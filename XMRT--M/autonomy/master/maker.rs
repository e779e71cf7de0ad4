use crate::{
    linker::CycleRunner,
    module::{AutonomyError, ComponentRegistry, ComponentSpec},
    telemetry::AutonomyTelemetry,
};

use super::Scheduler;

/// Builder used to configure a [`Scheduler`].
#[derive(Debug, Clone)]
pub struct SchedulerBuilder {
    runner: CycleRunner,
    registry: ComponentRegistry,
    components: Vec<ComponentSpec>,
    history_limit: usize,
    telemetry: Option<AutonomyTelemetry>,
}

impl SchedulerBuilder {
    /// Creates a new builder.
    #[must_use]
    pub fn new(runner: CycleRunner) -> Self {
        Self {
            runner,
            registry: ComponentRegistry::default(),
            components: Vec::new(),
            history_limit: 64,
            telemetry: None,
        }
    }

    /// Uses an existing registry instead of a fresh one.
    #[must_use]
    pub fn registry(mut self, registry: ComponentRegistry) -> Self {
        self.registry = registry;
        self
    }

    /// Registers `spec` when the scheduler is built.
    #[must_use]
    pub fn component(mut self, spec: ComponentSpec) -> Self {
        self.components.push(spec);
        self
    }

    /// Overrides how many cycle records each component keeps in memory.
    #[must_use]
    pub fn history_limit(mut self, history_limit: usize) -> Self {
        self.history_limit = history_limit.max(1);
        self
    }

    /// Attaches telemetry used by the scheduler.
    #[must_use]
    pub fn telemetry(mut self, telemetry: AutonomyTelemetry) -> Self {
        self.telemetry = Some(telemetry);
        self
    }

    /// Registers the components and finalizes the configuration.
    pub fn build(self) -> Result<Scheduler, AutonomyError> {
        for spec in self.components {
            self.registry.register(spec)?;
        }
        let mut scheduler = Scheduler::new(self.registry, self.runner, self.history_limit);
        if let Some(tel) = self.telemetry {
            scheduler = scheduler.with_telemetry(tel);
        }
        Ok(scheduler)
    }
}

Task details: A word-for-word restatement of the data above is required.

Written answer:
filename XMRT--M/autonomy/master/maker.rs
repository e779e71cf7de0ad4
use crate::{
    linker::CycleRunner,
    module::{AutonomyError, ComponentRegistry, ComponentSpec},
    telemetry::AutonomyTelemetry,
};

use super::Scheduler;

/// Builder used to configure a [`Scheduler`].
#[derive(Debug, Clone)]
pub struct SchedulerBuilder {
    runner: CycleRunner,
    registry: ComponentRegistry,
    components: Vec<ComponentSpec>,
    history_limit: usize,
    telemetry: Option<AutonomyTelemetry>,
}

impl SchedulerBuilder {
    /// Creates a new builder.
    #[must_use]
    pub fn new(runner: CycleRunner) -> Self {
        Self {
            runner,
            registry: ComponentRegistry::default(),
            components: Vec::new(),
            history_limit: 64,
            telemetry: None,
        }
    }

    /// Uses an existing registry instead of a fresh one.
    #[must_use]
    pub fn registry(mut self, registry: ComponentRegistry) -> Self {
        self.registry = registry;
        self
    }

    /// Registers `spec` when the scheduler is built.
    #[must_use]
    pub fn component(mut self, spec: ComponentSpec) -> Self {
        self.components.push(spec);
        self
    }

    /// Overrides how many cycle records each component keeps in memory.
    #[must_use]
    pub fn history_limit(mut self, history_limit: usize) -> Self {
        self.history_limit = history_limit.max(1);
        self
    }

    /// Attaches telemetry used by the scheduler.
    #[must_use]
    pub fn telemetry(mut self, telemetry: AutonomyTelemetry) -> Self {
        self.telemetry = Some(telemetry);
        self
    }

    /// Registers the components and finalizes the configuration.
    pub fn build(self) -> Result<Scheduler, AutonomyError> {
        for spec in self.components {
            self.registry.register(spec)?;
        }
        let mut scheduler = Scheduler::new(self.registry, self.runner, self.history_limit);
        if let Some(tel) = self.telemetry {
            scheduler = scheduler.with_telemetry(tel);
        }
        Ok(scheduler)
    }
}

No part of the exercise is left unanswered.